Meanwhile somewhere up in the pearly mists of the Upper East Side, Ramona was having a moment with her husband Mario. Mario is a large hunk of mortadella that Ramona found in a drawer once and they are deeply in love. So in love, in fact, that Ramona wants to renew their vows. Which, ugh, isn't that whole thing like the lame-geighest thing ever? It's just always so dopey. It's also kind of asking for trouble! "Everything's going great, we're the only people in Orange County/New York City still in love, so let's show everyone how true that is with a ceremony. That won't jinx it at all!" I dunno. I find the whole thing suspect. But what do I know about "love" and "relationships" and "not dying alone"? Nothing. So, Ramona put a little surprise together for Mario. She put some champagne on ice and then slipped into something more comfortable. What is apparently comfortable for Ramona is a slinky black sex dress that she stole off the body of that sexy Barbarella alien she killed in that alley fight a few years back.
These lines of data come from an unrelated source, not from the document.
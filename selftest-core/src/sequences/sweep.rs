//! Duct-fan sweep profile shared by firmware and host targets.
//!
//! The ESC on the duct fan arms at a 1000 us pulse. The sweep ramps the fan
//! from neutral up to a bounded bench value and back down, holding each level
//! for a quarter second so the operator can hear every step.

use core::time::Duration;

use super::{PulseWidth, PwmChannel, SweepProfile, SweepStep};

/// Timer output wired to the duct-fan ESC.
pub const DUCT_FAN_CHANNEL: PwmChannel = PwmChannel::new(0);
/// Pulse width that keeps the ESC armed with the fan stopped.
pub const NEUTRAL_PULSE: PulseWidth = PulseWidth::from_micros(1_000);
/// Highest pulse the bench sweep may command.
pub const SWEEP_TEST_LIMIT: PulseWidth = PulseWidth::from_micros(1_500);
/// Hold applied to each sweep level.
pub const SWEEP_STEP_HOLD: Duration = Duration::from_millis(250);

/// Ordered levels applied during the actuator sweep.
pub const DUCT_FAN_SWEEP_STEPS: [SweepStep; 5] = [
    SweepStep::new(DUCT_FAN_CHANNEL, NEUTRAL_PULSE, SWEEP_STEP_HOLD),
    SweepStep::new(
        DUCT_FAN_CHANNEL,
        PulseWidth::from_micros(1_250),
        SWEEP_STEP_HOLD,
    ),
    SweepStep::new(DUCT_FAN_CHANNEL, SWEEP_TEST_LIMIT, SWEEP_STEP_HOLD),
    SweepStep::new(
        DUCT_FAN_CHANNEL,
        PulseWidth::from_micros(1_250),
        SWEEP_STEP_HOLD,
    ),
    SweepStep::new(DUCT_FAN_CHANNEL, NEUTRAL_PULSE, SWEEP_STEP_HOLD),
];

/// Sweep profile used when no override is configured.
pub const DUCT_FAN_SWEEP_PROFILE: SweepProfile =
    SweepProfile::new(&DUCT_FAN_SWEEP_STEPS, NEUTRAL_PULSE, SWEEP_TEST_LIMIT);

/// Returns the default duct-fan sweep profile.
pub const fn duct_fan_sweep_profile() -> SweepProfile {
    DUCT_FAN_SWEEP_PROFILE
}

#[cfg(test)]
mod tests {
    use super::*;

    #[test]
    fn duct_fan_sweep_ramps_up_and_back_to_neutral() {
        let profile = duct_fan_sweep_profile();
        let steps = profile.steps();

        assert_eq!(profile.validate(), Ok(()));
        assert_eq!(steps.first().map(|step| step.pulse), Some(NEUTRAL_PULSE));
        assert_eq!(steps.last().map(|step| step.pulse), Some(NEUTRAL_PULSE));
        assert!(steps.iter().all(|step| step.channel == DUCT_FAN_CHANNEL));
        assert_eq!(
            steps.iter().map(|step| step.pulse).max(),
            Some(SWEEP_TEST_LIMIT)
        );
        assert_eq!(profile.total_duration(), Duration::from_millis(1_250));
    }
}
//! Remote-control link state as seen by the bench arbiter.
//!
//! The remote-control decoder owns the link state. This module only reads it:
//! [`LinkMonitor`] wraps whatever [`LinkStatusSource`] the decoder exposes,
//! [`SharedLinkStatus`] is the single-word snapshot the firmware receiver task
//! publishes into, and [`LinkWatchdog`] turns frame arrival times into a
//! status.

use core::fmt;
use core::ops::Add;
use core::time::Duration;

use portable_atomic::{AtomicBool, Ordering};

/// Time without a received frame after which the link counts as lost.
pub const RC_LINK_TIMEOUT: Duration = Duration::from_secs(1);

/// Connectivity of the remote-control link.
#[derive(Copy, Clone, Debug, Eq, PartialEq)]
#[cfg_attr(feature = "defmt", derive(defmt::Format))]
pub enum LinkStatus {
    Connected,
    Disconnected,
}

impl LinkStatus {
    pub const fn is_connected(self) -> bool {
        matches!(self, LinkStatus::Connected)
    }

    pub const fn label(self) -> &'static str {
        match self {
            LinkStatus::Connected => "connected",
            LinkStatus::Disconnected => "disconnected",
        }
    }
}

impl fmt::Display for LinkStatus {
    fn fmt(&self, f: &mut fmt::Formatter<'_>) -> fmt::Result {
        f.write_str(self.label())
    }
}

/// Read-only view onto link state owned by the remote-control collaborator.
pub trait LinkStatusSource {
    /// Returns the current link state without side effects.
    fn read(&self) -> LinkStatus;
}

impl<T: LinkStatusSource + ?Sized> LinkStatusSource for &T {
    fn read(&self) -> LinkStatus {
        (**self).read()
    }
}

/// Fixed link state, used by host tooling and tests.
impl LinkStatusSource for LinkStatus {
    fn read(&self) -> LinkStatus {
        *self
    }
}

/// Link status monitor consulted by the bench task every tick.
pub struct LinkMonitor<S> {
    source: S,
}

impl<S: LinkStatusSource> LinkMonitor<S> {
    pub const fn new(source: S) -> Self {
        Self { source }
    }

    /// Samples the collaborator. No caching happens here.
    pub fn read(&self) -> LinkStatus {
        self.source.read()
    }

    pub fn source(&self) -> &S {
        &self.source
    }

    pub fn source_mut(&mut self) -> &mut S {
        &mut self.source
    }
}

/// Single-producer snapshot of the link state shared across tasks.
///
/// Starts out [`LinkStatus::Connected`] so bench testing stays locked out
/// until the receiver has reported a lost link at least once.
pub struct SharedLinkStatus {
    connected: AtomicBool,
}

impl SharedLinkStatus {
    pub const fn new() -> Self {
        Self {
            connected: AtomicBool::new(true),
        }
    }

    /// Publishes the latest state. Called only by the receiver task.
    pub fn publish(&self, status: LinkStatus) {
        self.connected.store(status.is_connected(), Ordering::Relaxed);
    }
}

impl Default for SharedLinkStatus {
    fn default() -> Self {
        Self::new()
    }
}

impl LinkStatusSource for SharedLinkStatus {
    fn read(&self) -> LinkStatus {
        if self.connected.load(Ordering::Relaxed) {
            LinkStatus::Connected
        } else {
            LinkStatus::Disconnected
        }
    }
}

/// Derives link state from the time the last remote-control frame arrived.
#[derive(Copy, Clone, Debug)]
pub struct LinkWatchdog<I> {
    timeout: Duration,
    last_frame: Option<I>,
}

impl<I> LinkWatchdog<I>
where
    I: Copy + Ord + Add<Duration, Output = I>,
{
    /// Creates a watchdog using [`RC_LINK_TIMEOUT`].
    pub const fn new() -> Self {
        Self::with_timeout(RC_LINK_TIMEOUT)
    }

    pub const fn with_timeout(timeout: Duration) -> Self {
        Self {
            timeout,
            last_frame: None,
        }
    }

    /// Notes that a valid frame was received at `now`.
    pub fn record_frame(&mut self, now: I) {
        self.last_frame = Some(now);
    }

    /// Returns the link state at `now`. No frame yet means disconnected.
    pub fn status(&self, now: I) -> LinkStatus {
        match self.last_frame {
            Some(last) if now < last + self.timeout => LinkStatus::Connected,
            _ => LinkStatus::Disconnected,
        }
    }

    pub const fn timeout(&self) -> Duration {
        self.timeout
    }

    pub const fn last_frame(&self) -> Option<I> {
        self.last_frame
    }
}

impl<I> Default for LinkWatchdog<I>
where
    I: Copy + Ord + Add<Duration, Output = I>,
{
    fn default() -> Self {
        Self::new()
    }
}
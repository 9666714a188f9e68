//! Override file error types.

use crate::projects::PersistError;
use thiserror::Error;

/// Errors that can occur while reading or writing the override file.
#[derive(Debug, Error)]
pub enum OverrideLoadError {
    /// Failed to read or write the file.
    #[error("Failed to access override file '{path}': {source}")]
    IoError {
        path: String,
        #[source]
        source: std::io::Error,
    },

    /// The file is not a valid override mapping.
    #[error("Failed to parse override file '{path}': {source}")]
    JsonError {
        path: String,
        #[source]
        source: serde_json::Error,
    },
}

impl OverrideLoadError {
    /// Returns true if the override file does not exist.
    #[must_use]
    pub fn is_missing(&self) -> bool {
        matches!(
            self,
            Self::IoError { source, .. } if source.kind() == std::io::ErrorKind::NotFound
        )
    }
}

/// Errors that can occur while marking stale projects as hidden.
#[derive(Debug, Error)]
pub enum HideStaleError {
    /// The persisted project dataset could not be read.
    #[error(transparent)]
    Projects(#[from] PersistError),

    /// The override file could not be read or written.
    #[error(transparent)]
    Overrides(#[from] OverrideLoadError),
}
So she put that on, slit all the way up to the armpit and all, and waited on the couch for Mario to come home from his job at Jesus' Jewelry Junction.

When he did finally come home, Ramona was curled up asleep under the coffee table, doing her usual sleep-murmurs ("Ahhfrubfrubfrub... Ahhhhfrubfrubfrub... Ahhhhfrubfrubfrub...") He gently woke her up and with a start she crashed up through the glass table and blinked her eyes wildly. "Huh? Wha?" Eventually she focused and saw Mario and, sitting right there between the shards of glass, bits of it dancing in her hair like crystals, she said "Let's get remarried!" Mario seemed really thrilled by the idea. I think his exact reaction was "Umm... OK?" There ya go! He is into this, Ramona! Woot woot! So after that was decided they both made references to getting frisky and Ramona said "You wanna do it?" Mario nodded his head wolfishly and she said "OK. Get your helmet." Mario opened a drawer in a side hutch and pulled out a black motorcycle helmet. He put it on and tightly fastened the chin strap. He then faced Ramona and started backing up a few paces. Finally she stopped him and said "That should be enough." They were standing about 20 feet from each other in the living room, Mario's back to the wall. "You ready?" Ramona asked. Mario nodded his head, closed his eyes tight. Then suddenly the chandelier began to shake and there was a strange humming sound in the air and when we looked at Ramona she was trembling and a bright, bright light was emanating from her body. The light got brighter and brighter and brighter until Mario, in full football crouch at this point, yelled "Eyyyaaagghhhh!!!!" and then was sent crashing through the wall, landing on the dining table in the next room, dry wall and plaster raining down on him. The noise and light stopped and Ramona, a few hairs out of place, walked over the rubble to her husband. His limbs were all curled in toward his body like a dead spider, and he was twitching slightly. Ramona looked down at him, smiled a thin little smile. "Was it good for you?" she asked. Mario gasped and gulped, nodded his head. "Yeah. You?" Ramona shrugged her shoulders. "Eh, it was all right." They kissed delicately as an ambulance siren wailed in the distance.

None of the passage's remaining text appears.